All’ora nona iniziava la processione dell’Addolorata che dalla chiesa Matrice giungeva al Calvario, tra due lunghe file di donne che, come in una fortissima solidarietà tutta femminile nel dramma della Madre, mestamente intonavano “Sono stato io l’ingrato”, muovendo il passo al tempo dei tristi tonfi del tamburo scordato. Al seguito le rappresentanze dei circoli e delle associazioni con le loro bandiere brumate. E poi l’attesa delle recite del Mortorio e la scinnenza con la lentissima processione che si concludeva, a tarda notte, con la sepoltura. Una dilatazione del tempo in questa tradizione come se le ore, a tratti si fermassero, rimanessero in attesa. Ed in attesa del rinnovarsi annuale della tradizione pasquale, rimane il dipinto dell’Ecce Homo che Mauro Zambuto fece dono nella Pasqua del 1933.

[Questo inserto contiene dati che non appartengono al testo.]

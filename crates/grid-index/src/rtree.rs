//! R-tree indexes over cell bounding rectangles.
//!
//! Both variants store one rectangle per cell (two for cells straddling the
//! antimeridian) and answer a query with an intersection search at the
//! query point, followed by an exact polygon test over the handful of
//! returned candidates.

use std::fmt;
use std::sync::Arc;

use grid_geometry::{constrain_lon_180, CurvilinearGrid};
use rstar::{RStarInsertionStrategy, RTree, RTreeObject, RTreeParams, AABB};

use crate::config::IndexKind;
use crate::error::Result;
use crate::index::{check_addressable, lowest_containing, SpatialIndex};

/// Maximum number of children per R-tree node.
pub const RTREE_BRANCH_FACTOR: usize = 10;

/// Node sizing for the bulk-loaded tree.
#[derive(Debug, Clone, Copy)]
pub struct BranchFactorParams;

impl RTreeParams for BranchFactorParams {
    const MIN_SIZE: usize = 4;
    const MAX_SIZE: usize = RTREE_BRANCH_FACTOR;
    const REINSERTION_COUNT: usize = 3;
    type DefaultInsertionStrategy = RStarInsertionStrategy;
}

/// A cell's bounding rectangle tagged with its linear index.
#[derive(Debug, Clone, Copy, PartialEq)]
pub struct CellEnvelope {
    min: [f64; 2],
    max: [f64; 2],
    cell: u32,
}

impl CellEnvelope {
    /// Linear index `j * ni + i` of the cell.
    pub fn cell(&self) -> u32 {
        self.cell
    }
}

impl RTreeObject for CellEnvelope {
    type Envelope = AABB<[f64; 2]>;

    fn envelope(&self) -> Self::Envelope {
        AABB::from_corners(self.min, self.max)
    }
}

/// Rectangles for every cell, plus shifted duplicates for antimeridian cells.
fn cell_envelopes(grid: &CurvilinearGrid) -> Vec<CellEnvelope> {
    let ni = grid.ni();
    let mut envelopes = Vec::with_capacity(grid.len());
    for cell in grid.cells() {
        let id = (cell.j * ni + cell.i) as u32;
        let rect = cell.rect;
        envelopes.push(CellEnvelope {
            min: [rect.min_lon, rect.min_lat],
            max: [rect.max_lon, rect.max_lat],
            cell: id,
        });
        if let Some(shift) = cell.antimeridian_shift() {
            let shifted = rect.translate_lon(shift);
            envelopes.push(CellEnvelope {
                min: [shifted.min_lon, shifted.min_lat],
                max: [shifted.max_lon, shifted.max_lat],
                cell: id,
            });
        }
    }
    envelopes
}

fn query<P: RTreeParams>(
    tree: &RTree<CellEnvelope, P>,
    grid: &CurvilinearGrid,
    lon: f64,
    lat: f64,
) -> Option<(usize, usize)> {
    if !lon.is_finite() || !lat.is_finite() {
        return None;
    }
    let lon = constrain_lon_180(lon);
    let envelope = AABB::from_point([lon, lat]);
    let candidates = tree
        .locate_in_envelope_intersecting(&envelope)
        .map(|entry| entry.cell as usize);
    lowest_containing(grid, candidates, lon, lat)
}

/// Immutable R-tree, bulk-loaded once with a fixed branch factor.
pub struct PriorityRTree {
    grid: Arc<CurvilinearGrid>,
    tree: RTree<CellEnvelope, BranchFactorParams>,
}

impl PriorityRTree {
    pub fn build(grid: Arc<CurvilinearGrid>) -> Result<Self> {
        check_addressable(&grid)?;
        let tree = RTree::bulk_load_with_params(cell_envelopes(&grid));
        Ok(Self { grid, tree })
    }

    /// Number of rectangles stored, including antimeridian duplicates.
    pub fn size(&self) -> usize {
        self.tree.size()
    }
}

impl fmt::Debug for PriorityRTree {
    fn fmt(&self, f: &mut fmt::Formatter<'_>) -> fmt::Result {
        f.debug_struct("PriorityRTree")
            .field("ni", &self.grid.ni())
            .field("nj", &self.grid.nj())
            .field("size", &self.tree.size())
            .finish_non_exhaustive()
    }
}

impl SpatialIndex for PriorityRTree {
    fn kind(&self) -> IndexKind {
        IndexKind::PriorityRTree
    }

    fn grid(&self) -> &Arc<CurvilinearGrid> {
        &self.grid
    }

    fn nearest_cell(&self, lon: f64, lat: f64) -> Option<(usize, usize)> {
        query(&self.tree, &self.grid, lon, lat)
    }

    fn memory_bytes(&self) -> usize {
        // Leaves plus roughly one internal node per branch factor leaves
        let leaves = self.tree.size() * std::mem::size_of::<CellEnvelope>();
        leaves + leaves / (RTREE_BRANCH_FACTOR - 1)
    }
}

/// R-tree grown by inserting cells one at a time with the default R* node
/// parameters.
pub struct DynamicRTree {
    grid: Arc<CurvilinearGrid>,
    tree: RTree<CellEnvelope>,
}

impl DynamicRTree {
    pub fn build(grid: Arc<CurvilinearGrid>) -> Result<Self> {
        check_addressable(&grid)?;
        let mut tree = RTree::new();
        for envelope in cell_envelopes(&grid) {
            tree.insert(envelope);
        }
        Ok(Self { grid, tree })
    }

    /// Number of rectangles stored, including antimeridian duplicates.
    pub fn size(&self) -> usize {
        self.tree.size()
    }
}

impl fmt::Debug for DynamicRTree {
    fn fmt(&self, f: &mut fmt::Formatter<'_>) -> fmt::Result {
        f.debug_struct("DynamicRTree")
            .field("ni", &self.grid.ni())
            .field("nj", &self.grid.nj())
            .field("size", &self.tree.size())
            .finish_non_exhaustive()
    }
}

impl SpatialIndex for DynamicRTree {
    fn kind(&self) -> IndexKind {
        IndexKind::DynamicRTree
    }

    fn grid(&self) -> &Arc<CurvilinearGrid> {
        &self.grid
    }

    fn nearest_cell(&self, lon: f64, lat: f64) -> Option<(usize, usize)> {
        query(&self.tree, &self.grid, lon, lat)
    }

    fn memory_bytes(&self) -> usize {
        let leaves = self.tree.size() * std::mem::size_of::<CellEnvelope>();
        leaves + leaves / 2
    }
}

L’artista, di origine grottese, era figlio del regista Gero, che diresse Totò De Curtis nel suo film di esordio: Fermo con le mani! Mauro Zambuto docente di fisica elettronica all’Università di Padova è noto ai più non tanto per la sua professione, ma per essere stato il doppiatore di Stan Laurel insieme ad Alberto Sordi che era la voce di Oliver Hardy.
Ed è di tutta evidenza che il dipinto si ispira a quello di Guido Reni, ma ha per i grottesi una certa familiarità per il ricordo che si ha dei santini che circolavano durante la settimana santa. La corona di spine, la canna come scettro, Cristo avvolto in un vile rosso straccio, le stille di sangue: la sofferenza del Figlio umanato, la struggente bellezza dell’opera. Ed a proposito del bello, di quello che è in sé, del sublime, vengono in mente le parole di Umberto Eco per l’opera di Caspar David Friedrich: “…Ecco, credo che nel corso dei secoli l’esperienza del bello sia sempre stata quella che si prova stando così, come di spalle, di fronte a qualcosa di cui non facciamo parte. In questa distanza sta l’esile filo che separa l’esperienza della bellezza da altre forme di passione”.
Ed è la scena di chi osserva l’uomo di spalle che pellegrino giunge davanti al cancello che chiude la cappelletta e guarda l’Uomo straziato e nei suoi occhi vede Dio.